Detection and classification
Before any convolutional neural network is properly functional, it must be trained, i.e. it must learn the items it needs to detect and classify. This training involves using pairs of input and output information; for example, if the application is to identify different crop seed types, the input would be a high-resolution image of a seed, with its name as output. This might appear to be a simple exercise, but, as we already know, in nature there are many small variations; say, for surfaces, there’s texture, colour and size. The addition of a third output value, that of seed quality, means that if the CNN could predict not only the seed type but also its quality and condition, this would add more commercial value to the deep learning approach.
Training, or learning, involves the neural network receiving input/output pairs for every possible seed type to be detected. This self-learning phase is computationally-intensive, and to increase the accuracy of seed and quality identification means the CNN needs to “see” a large number of samples (possibly hundreds) of each seed of varying quality and in different light conditions. Not only does training require access to a lot of computing power, but the process of photographing hundreds of images is extremely time-consuming and requires seed experts to annotate each seed image with its quality. For some applications, neural network developers can use a publicly-available database of images that can speed up this process, such as ImageNet which contains over 14 million images covering everything from animals to geological features, people and vehicles.
Figure 1: Convolutional neural network (CNN) architecture
Training a convolutional network
A CNN consists of several different convolution- and pooling-layers and a final connected layer; see Figure 1. Each layer has multiple activation neuron inputs – electronic equivalents of biological neurons. Weights strengthen the value of each neuron, placing more emphasis on an individual neuron’s contribution, which is the essential element during training.
The pixel values within a given section of an image to be identified are “convoluted” into a single value, which are then summarised within the pooling layers. Filters are applied to these values to detect edges and features, such as curves and lines, in a given image. The progressive pooling layers increase the level of abstraction of the image, starting with edges, then shapes and finally objects. The final connected layer outputs what it believes to be the correct result.
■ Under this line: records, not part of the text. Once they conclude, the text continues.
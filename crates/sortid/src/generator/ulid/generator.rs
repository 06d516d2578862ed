use std::sync::Arc;

#[cfg(feature = "tracing")]
use tracing::instrument;

use crate::{
    Error, RandSource, Result, TimeSource, Ulid,
    mutex::{Mutex, lock},
};

/// A thread-safe ULID generator.
///
/// In monotonic mode ([`Self::new`]) the generator remembers the last ID it
/// handed out. Within one millisecond, and while the clock reads earlier than
/// that ID, every new ID keeps the last timestamp and increments the 80-bit
/// random part by one. IDs from one generator therefore sort in generation
/// order, even if the wall clock steps backward.
///
/// In non-monotonic mode ([`Self::non_monotonic`]) every ID gets fresh
/// randomness and no state is kept.
///
/// The generator is `Clone`; clones share the monotonic state.
///
/// # Example
///
/// ```
/// use sortid::{SystemClock, ThreadRandom, UlidGenerator};
///
/// let generator = UlidGenerator::new(SystemClock::default(), ThreadRandom);
/// let a = generator.generate().unwrap();
/// let b = generator.generate().unwrap();
/// assert!(a < b);
/// assert!(a.to_string() < b.to_string());
/// ```
#[derive(Clone, Debug)]
pub struct UlidGenerator<T, R> {
    last: Option<Arc<Mutex<Option<Ulid>>>>,
    clock: T,
    rng: R,
}

impl<T, R> UlidGenerator<T, R>
where
    T: TimeSource,
    R: RandSource,
{
    /// Creates a monotonic generator.
    ///
    /// `clock` must report Unix milliseconds.
    pub fn new(clock: T, rng: R) -> Self {
        Self {
            last: Some(Arc::new(Mutex::new(None))),
            clock,
            rng,
        }
    }

    /// Creates a stateless generator that draws fresh entropy for every ID.
    ///
    /// IDs from the same millisecond are unique with high probability but
    /// their relative order is random.
    pub fn non_monotonic(clock: T, rng: R) -> Self {
        Self {
            last: None,
            clock,
            rng,
        }
    }

    pub const fn is_monotonic(&self) -> bool {
        self.last.is_some()
    }

    /// Generates the next ULID.
    ///
    /// # Errors
    ///
    /// - [`Error::EntropyExhausted`] if all 2^80 values of the current
    ///   millisecond were used. The generator state is left untouched, so a
    ///   later millisecond recovers.
    /// - [`Error::TimestampOverflow`] if the clock is past the 48-bit range.
    /// - [`Error::LockPoisoned`] if the state lock is poisoned.
    #[cfg_attr(feature = "tracing", instrument(level = "trace", skip(self)))]
    pub fn generate(&self) -> Result<Ulid> {
        let now_ms = self.clock.current_millis();
        if now_ms > Ulid::max_timestamp() {
            return Err(Error::TimestampOverflow { timestamp: now_ms });
        }

        let Some(last) = &self.last else {
            return Ok(self.fresh(now_ms));
        };

        let mut last = lock!(last);
        let id = match *last {
            Some(prev) if now_ms <= prev.timestamp() => {
                if now_ms < prev.timestamp() {
                    Self::cold_clock_behind(now_ms, prev.timestamp());
                }
                prev.increment()
                    .ok_or_else(|| Self::cold_entropy_exhausted(prev.timestamp()))?
            }
            _ => self.fresh(now_ms),
        };
        *last = Some(id);
        Ok(id)
    }

    /// Generates the next ULID in its 26-symbol text form.
    ///
    /// # Errors
    ///
    /// Same as [`Self::generate`].
    pub fn generate_string(&self) -> Result<String> {
        self.generate().map(|id| id.encode())
    }

    fn fresh(&self, now_ms: u64) -> Ulid {
        Ulid::from_parts(now_ms, self.rng.bytes())
    }

    #[cold]
    #[inline(never)]
    fn cold_clock_behind(now_ms: u64, last_ms: u64) {
        #[cfg(feature = "tracing")]
        tracing::warn!(now_ms, last_ms, "clock moved backward, reusing last timestamp");
        #[cfg(not(feature = "tracing"))]
        let _ = (now_ms, last_ms);
    }

    #[cold]
    #[inline(never)]
    fn cold_entropy_exhausted(timestamp: u64) -> Error {
        #[cfg(feature = "tracing")]
        tracing::warn!(timestamp, "monotonic entropy exhausted");
        Error::EntropyExhausted { timestamp }
    }
}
The training phase uses a technique called “back propagation”, where the CNN sets the weight values mentioned earlier.
Training the neural network is not a single-stage process. Once the initial training has taken place, the results need careful evaluation. Typically, this evaluation phase might be undertaken several times during the training using a number of the sample images to determine how the network is operating, and, if required, changes will be made to the algorithm’s operation. The error rate in particular is an important metric of neural network performance, indicating how confident it is in identifying an image of a specific seed and its quality that it has not seen before, reliably and repeatably.
Figure 2: Training the convolutional neural network
The final step
Once the trained CNN has been thoroughly evaluated, it is ready for use. To aid this and the overall development process, there are several deep learning neural network frameworks available, including TensorFlow and Caffe. Each comprises a collection of software libraries, APIs, model examples and application tools to make the development task easier.
The frameworks are also helpful to determine the hardware resources and environment required for use in the production systems.
Inference is the term used to describe an applied and running neural network. Training will typically take place on high-performance workstation and datacentre server installations, with standalone FPGA- or GPU-based equipment running the applications. Increasingly the need to provide inference on small, battery-powered or low-compute resource devices has led to so-called “inference engines”, which are highly optimised and low-power systems designed for these specific inference tasks.
A host of industrial and commercial applications now rely on CNNs, from machine-vision systems detecting defective parts on a fast-moving production line, through car license-plate recognition for car park payment systems and toll roads, to facial recognition for company security purposes. But we expect to see many more applications very soon.